**** Data provided

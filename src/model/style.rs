#[derive(Clone, Copy, Debug, Default, PartialEq, Eq, Hash, serde::Serialize, serde::Deserialize)]
#[serde(from = "String", into = "String")]
/// How every series of a chart is drawn.
///
/// Unrecognized names fall back to [`ChartType::Line`].
pub enum ChartType {
    /// Polyline with optional markers.
    #[default]
    Line,
    /// Circles at each data point.
    Scatter,
    /// Vertical bars centered on each x value.
    Bar,
    /// Region between the data and zero, plus an outline.
    Area,
    /// Piecewise constant line, stepping halfway between points.
    Step,
    /// Plain polyline, used for generated waveforms.
    Sine,
}

impl ChartType {
    /// All chart types in host index order.
    pub const ALL: [Self; 6] = [
        Self::Line,
        Self::Scatter,
        Self::Bar,
        Self::Area,
        Self::Step,
        Self::Sine,
    ];

    /// Wire name of this chart type.
    pub fn as_str(self) -> &'static str {
        match self {
            Self::Line => "line",
            Self::Scatter => "scatter",
            Self::Bar => "bar",
            Self::Area => "area",
            Self::Step => "step",
            Self::Sine => "sine",
        }
    }

    /// Map a host combo-box index (`0..=5`) to a chart type. Out-of-range indices map to line.
    pub fn from_index(idx: usize) -> Self {
        Self::ALL.get(idx).copied().unwrap_or_default()
    }

    /// Parse a wire name. Returns `None` for unknown names.
    pub fn from_name(name: &str) -> Option<Self> {
        let name = name.trim();
        Self::ALL
            .into_iter()
            .find(|t| t.as_str().eq_ignore_ascii_case(name))
    }
}

impl From<String> for ChartType {
    fn from(value: String) -> Self {
        Self::from_name(&value).unwrap_or_default()
    }
}

impl From<ChartType> for String {
    fn from(value: ChartType) -> Self {
        value.as_str().to_owned()
    }
}

impl std::fmt::Display for ChartType {
    fn fmt(&self, f: &mut std::fmt::Formatter<'_>) -> std::fmt::Result {
        f.write_str(self.as_str())
    }
}

#[derive(Clone, Copy, Debug, Default, PartialEq, Eq, Hash, serde::Serialize, serde::Deserialize)]
#[serde(from = "String", into = "String")]
/// Stroke dash pattern of a series line.
pub enum LineStyle {
    /// Continuous stroke (`-`).
    #[default]
    Solid,
    /// Long dashes (`--`).
    Dashed,
    /// Dots (`:`).
    Dotted,
    /// Alternating dash and dot (`-.`).
    DashDot,
}

impl LineStyle {
    /// Short wire form of this style.
    pub fn as_str(self) -> &'static str {
        match self {
            Self::Solid => "-",
            Self::Dashed => "--",
            Self::Dotted => ":",
            Self::DashDot => "-.",
        }
    }

    /// Map a host index (`0..=3`) to a style. Out-of-range indices map to solid.
    pub fn from_index(idx: usize) -> Self {
        match idx {
            1 => Self::Dashed,
            2 => Self::Dotted,
            3 => Self::DashDot,
            _ => Self::Solid,
        }
    }

    /// Dash pattern in points for this style, `None` for solid lines.
    ///
    /// Pattern lengths are multiples of the line width so thick dashed lines stay legible.
    pub fn dash_pattern(self, line_width_pt: f64) -> Option<Vec<f64>> {
        let lw = line_width_pt.max(0.5);
        match self {
            Self::Solid => None,
            Self::Dashed => Some(vec![3.7 * lw, 1.6 * lw]),
            Self::Dotted => Some(vec![lw, 1.65 * lw]),
            Self::DashDot => Some(vec![6.4 * lw, 1.6 * lw, lw, 1.6 * lw]),
        }
    }
}

impl From<String> for LineStyle {
    fn from(value: String) -> Self {
        match value.trim() {
            "--" | "dashed" => Self::Dashed,
            ":" | "dotted" => Self::Dotted,
            "-." | "dashdot" => Self::DashDot,
            _ => Self::Solid,
        }
    }
}

impl From<LineStyle> for String {
    fn from(value: LineStyle) -> Self {
        value.as_str().to_owned()
    }
}

#[derive(Clone, Copy, Debug, Default, PartialEq, Eq, Hash, serde::Serialize, serde::Deserialize)]
#[serde(from = "Option<String>", into = "Option<String>")]
/// Glyph drawn at every data point of a line series.
pub enum Marker {
    /// No marker (`null`, empty string or `"None"` on the wire).
    #[default]
    None,
    /// Filled circle (`o`).
    Circle,
    /// Filled square (`s`).
    Square,
    /// Filled upward triangle (`^`).
    Triangle,
    /// Filled five-pointed star (`*`).
    Star,
    /// Diagonal cross (`x`).
    Cross,
    /// Upright cross (`+`).
    Plus,
    /// Small dot (`.`).
    Point,
}

impl Marker {
    /// Wire code of this marker, `None` when no marker is drawn.
    pub fn code(self) -> Option<&'static str> {
        match self {
            Self::None => None,
            Self::Circle => Some("o"),
            Self::Square => Some("s"),
            Self::Triangle => Some("^"),
            Self::Star => Some("*"),
            Self::Cross => Some("x"),
            Self::Plus => Some("+"),
            Self::Point => Some("."),
        }
    }

    /// Map a host index (`0..=4`) to a marker. Out-of-range indices map to none.
    pub fn from_index(idx: usize) -> Self {
        match idx {
            1 => Self::Circle,
            2 => Self::Square,
            3 => Self::Triangle,
            4 => Self::Star,
            _ => Self::None,
        }
    }

    /// Outline-only markers are stroked instead of filled.
    pub fn is_stroked(self) -> bool {
        matches!(self, Self::Cross | Self::Plus)
    }
}

impl From<Option<String>> for Marker {
    fn from(value: Option<String>) -> Self {
        let Some(value) = value else {
            return Self::None;
        };
        match value.trim() {
            "o" => Self::Circle,
            "s" => Self::Square,
            "^" => Self::Triangle,
            "*" => Self::Star,
            "x" => Self::Cross,
            "+" => Self::Plus,
            "." => Self::Point,
            _ => Self::None,
        }
    }
}

impl From<Marker> for Option<String> {
    fn from(value: Marker) -> Self {
        value.code().map(str::to_owned)
    }
}

#[cfg(test)]
#[path = "../../tests/unit/model/style.rs"]
mod tests;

********

Exercise brief = Print each entry above word for word, leaving none out.

Output for this task =
filename src/model/style.rs
#[derive(Clone, Copy, Debug, Default, PartialEq, Eq, Hash, serde::Serialize, serde::Deserialize)]
#[serde(from = "String", into = "String")]
/// How every series of a chart is drawn.
///
/// Unrecognized names fall back to [`ChartType::Line`].
pub enum ChartType {
    /// Polyline with optional markers.
    #[default]
    Line,
    /// Circles at each data point.
    Scatter,
    /// Vertical bars centered on each x value.
    Bar,
    /// Region between the data and zero, plus an outline.
    Area,
    /// Piecewise constant line, stepping halfway between points.
    Step,
    /// Plain polyline, used for generated waveforms.
    Sine,
}

impl ChartType {
    /// All chart types in host index order.
    pub const ALL: [Self; 6] = [
        Self::Line,
        Self::Scatter,
        Self::Bar,
        Self::Area,
        Self::Step,
        Self::Sine,
    ];

    /// Wire name of this chart type.
    pub fn as_str(self) -> &'static str {
        match self {
            Self::Line => "line",
            Self::Scatter => "scatter",
            Self::Bar => "bar",
            Self::Area => "area",
            Self::Step => "step",
            Self::Sine => "sine",
        }
    }

    /// Map a host combo-box index (`0..=5`) to a chart type. Out-of-range indices map to line.
    pub fn from_index(idx: usize) -> Self {
        Self::ALL.get(idx).copied().unwrap_or_default()
    }

    /// Parse a wire name. Returns `None` for unknown names.
    pub fn from_name(name: &str) -> Option<Self> {
        let name = name.trim();
        Self::ALL
            .into_iter()
            .find(|t| t.as_str().eq_ignore_ascii_case(name))
    }
}

impl From<String> for ChartType {
    fn from(value: String) -> Self {
        Self::from_name(&value).unwrap_or_default()
    }
}

impl From<ChartType> for String {
    fn from(value: ChartType) -> Self {
        value.as_str().to_owned()
    }
}

impl std::fmt::Display for ChartType {
    fn fmt(&self, f: &mut std::fmt::Formatter<'_>) -> std::fmt::Result {
        f.write_str(self.as_str())
    }
}

#[derive(Clone, Copy, Debug, Default, PartialEq, Eq, Hash, serde::Serialize, serde::Deserialize)]
#[serde(from = "String", into = "String")]
/// Stroke dash pattern of a series line.
pub enum LineStyle {
    /// Continuous stroke (`-`).
    #[default]
    Solid,
    /// Long dashes (`--`).
    Dashed,
    /// Dots (`:`).
    Dotted,
    /// Alternating dash and dot (`-.`).
    DashDot,
}

impl LineStyle {
    /// Short wire form of this style.
    pub fn as_str(self) -> &'static str {
        match self {
            Self::Solid => "-",
            Self::Dashed => "--",
            Self::Dotted => ":",
            Self::DashDot => "-.",
        }
    }

    /// Map a host index (`0..=3`) to a style. Out-of-range indices map to solid.
    pub fn from_index(idx: usize) -> Self {
        match idx {
            1 => Self::Dashed,
            2 => Self::Dotted,
            3 => Self::DashDot,
            _ => Self::Solid,
        }
    }

    /// Dash pattern in points for this style, `None` for solid lines.
    ///
    /// Pattern lengths are multiples of the line width so thick dashed lines stay legible.
    pub fn dash_pattern(self, line_width_pt: f64) -> Option<Vec<f64>> {
        let lw = line_width_pt.max(0.5);
        match self {
            Self::Solid => None,
            Self::Dashed => Some(vec![3.7 * lw, 1.6 * lw]),
            Self::Dotted => Some(vec![lw, 1.65 * lw]),
            Self::DashDot => Some(vec![6.4 * lw, 1.6 * lw, lw, 1.6 * lw]),
        }
    }
}

impl From<String> for LineStyle {
    fn from(value: String) -> Self {
        match value.trim() {
            "--" | "dashed" => Self::Dashed,
            ":" | "dotted" => Self::Dotted,
            "-." | "dashdot" => Self::DashDot,
            _ => Self::Solid,
        }
    }
}

impl From<LineStyle> for String {
    fn from(value: LineStyle) -> Self {
        value.as_str().to_owned()
    }
}

#[derive(Clone, Copy, Debug, Default, PartialEq, Eq, Hash, serde::Serialize, serde::Deserialize)]
#[serde(from = "Option<String>", into = "Option<String>")]
/// Glyph drawn at every data point of a line series.
pub enum Marker {
    /// No marker (`null`, empty string or `"None"` on the wire).
    #[default]
    None,
    /// Filled circle (`o`).
    Circle,
    /// Filled square (`s`).
    Square,
    /// Filled upward triangle (`^`).
    Triangle,
    /// Filled five-pointed star (`*`).
    Star,
    /// Diagonal cross (`x`).
    Cross,
    /// Upright cross (`+`).
    Plus,
    /// Small dot (`.`).
    Point,
}

impl Marker {
    /// Wire code of this marker, `None` when no marker is drawn.
    pub fn code(self) -> Option<&'static str> {
        match self {
            Self::None => None,
            Self::Circle => Some("o"),
            Self::Square => Some("s"),
            Self::Triangle => Some("^"),
            Self::Star => Some("*"),
            Self::Cross => Some("x"),
            Self::Plus => Some("+"),
            Self::Point => Some("."),
        }
    }

    /// Map a host index (`0..=4`) to a marker. Out-of-range indices map to none.
    pub fn from_index(idx: usize) -> Self {
        match idx {
            1 => Self::Circle,
            2 => Self::Square,
            3 => Self::Triangle,
            4 => Self::Star,
            _ => Self::None,
        }
    }

    /// Outline-only markers are stroked instead of filled.
    pub fn is_stroked(self) -> bool {
        matches!(self, Self::Cross | Self::Plus)
    }
}

impl From<Option<String>> for Marker {
    fn from(value: Option<String>) -> Self {
        let Some(value) = value else {
            return Self::None;
        };
        match value.trim() {
            "o" => Self::Circle,
            "s" => Self::Square,
            "^" => Self::Triangle,
            "*" => Self::Star,
            "x" => Self::Cross,
            "+" => Self::Plus,
            "." => Self::Point,
            _ => Self::None,
        }
    }
}

impl From<Marker> for Option<String> {
    fn from(value: Marker) -> Self {
        value.code().map(str::to_owned)
    }
}

#[cfg(test)]
#[path = "../../tests/unit/model/style.rs"]
mod tests;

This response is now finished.